Когда в настоящее время заинтересовываешься этим — казалось бы, не слишком специальным! — вопросом и ищешь каких-либо указаний и поучений в современной литературе (как это пришлось делать автору этих строк), то с изумлением и почти отчаянием убеждаешься, что такой литературы вообще почти не существует» (Франк, с. 637–638).

За это странное и неосторожное заявление Франка, конечно же, уцепились враги души. Как вы помните, в 1925 году Лев Выготский именно по поводу его и восклицал: мол, вот, жалуются, что мы уничтожили науку о душе, а сами же устами Франка доказали, что и нечего было уничтожать. Не было же никого, и никакой науки!

Впрочем, осуждать Франка за неосторожность я не буду, потому что враги найдут к чему прицепиться. Как в анекдоте про избитого пьяным Ильей Муромцем Змея Горыныча: не так летишь, не так свистишь!.. Но что имел в виду сам Франк, полностью отказывая русской науке о душе в праве на существование, я плохо понимаю.

Семен Людвигович Франк (1877–1950) был внуком одного из основателей еврейской общины в Москве. Можно было бы предположить, что в нем, как и в Выготском, сказалось сионистское воспитание, требующее не видеть русскую культуру и очищать от нее свой мир. Однако это не так. Франк и по жизни-то прошел чуть ли не христианским философом, и в работах своих постоянно ощущается русским мыслителем.

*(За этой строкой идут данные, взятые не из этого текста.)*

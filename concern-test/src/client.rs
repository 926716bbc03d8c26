//! Recording store client
//!
//! Wraps a [`ScopedHandle`] so every insert and read is recorded to a shared
//! [`History`] with its invocation and completion timestamps.

use std::sync::atomic::{AtomicU64, Ordering};
use std::sync::Arc;
use std::time::Duration;

use parking_lot::Mutex;
use replset_harness::{
    InsertSummary, Person, ReadConcernLevel, ScopedHandle, StoreError, WriteConcernLevel,
};

use crate::history::{History, OpKind, OpResult, Operation, Timestamp};

/// Store handle that records its operations
#[derive(Clone)]
pub struct RecordingHandle {
    handle: ScopedHandle,
    history: Arc<Mutex<History>>,
    next_op_id: Arc<AtomicU64>,
}

impl RecordingHandle {
    pub fn new(handle: ScopedHandle, history: Arc<Mutex<History>>, op_counter: Arc<AtomicU64>) -> Self {
        RecordingHandle {
            handle,
            history,
            next_op_id: op_counter,
        }
    }

    /// Scope the underlying handle; the scoped copy records to the same history
    pub fn with_concern(
        &self,
        write: Option<WriteConcernLevel>,
        read: Option<ReadConcernLevel>,
    ) -> RecordingHandle {
        RecordingHandle {
            handle: self.handle.with_concern(write, read),
            history: self.history.clone(),
            next_op_id: self.next_op_id.clone(),
        }
    }

    fn next_id(&self) -> u64 {
        self.next_op_id.fetch_add(1, Ordering::SeqCst)
    }

    fn now(&self) -> Timestamp {
        self.history.lock().now()
    }

    fn record(&self, op: Operation) {
        self.history.lock().add(op);
    }

    /// Insert with a bounded wait for the write concern
    pub async fn insert_many(
        &self,
        docs: &[Person],
        deadline: Duration,
    ) -> Result<InsertSummary, StoreError> {
        let op_id = self.next_id();
        let invoke_ts = self.now();

        let result = self.handle.insert_many(docs, deadline).await;

        let complete_ts = self.now();
        let op_result = match &result {
            Ok(summary) => OpResult::Inserted(summary.inserted),
            Err(e) => OpResult::Error(e.to_string()),
        };
        self.record(Operation::new(
            op_id,
            OpKind::Insert {
                write: self.handle.concerns().write,
                docs: docs.len(),
            },
            invoke_ts,
            complete_ts,
            op_result,
        ));

        result
    }

    /// Count every document visible at this handle's read concern
    pub async fn count(&self) -> Result<usize, StoreError> {
        let op_id = self.next_id();
        let invoke_ts = self.now();

        let result = self.handle.count().await;

        let complete_ts = self.now();
        let op_result = match &result {
            Ok(n) => OpResult::Read(*n),
            Err(e) => OpResult::Error(e.to_string()),
        };
        self.record(Operation::new(
            op_id,
            OpKind::Read {
                read: self.handle.concerns().read,
            },
            invoke_ts,
            complete_ts,
            op_result,
        ));

        result
    }

    pub fn history(&self) -> History {
        self.history.lock().clone()
    }
}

Во всяком случае, он определенно показывает, что его культура рождалась из Пушкина, Лермонтова, Гоголя, Достоевского, Толстого. Нет, это отрицание науки о душе и полная слепота в отношении собственных предшественников вызваны чем-то другим.

Чем, так просто и не поймешь. Очевидно лишь то, что он сравнивает русскую науку о душе с западными образцами и хочет сделать из нее «настоящую науку». Даже признавая, что исконно душа была «предметом религиозного сознания и религиозных интересов», он все же отчетливо заявляет, что его личная цель — наукотворчество.

«Тем не менее — и к этому мы ведем здесь речь — религиозная интуиция никогда не может сама по себе вытеснить научное знание и заменить его собой… Форма научного знания, переработка опыта в логическую систему понятий, в строгую последовательную связь оснований и следствий есть единственный практически доступный человеку способ достигнуть максимума осуществимой достоверности, точности и полноты знания» (Франк, с. 544).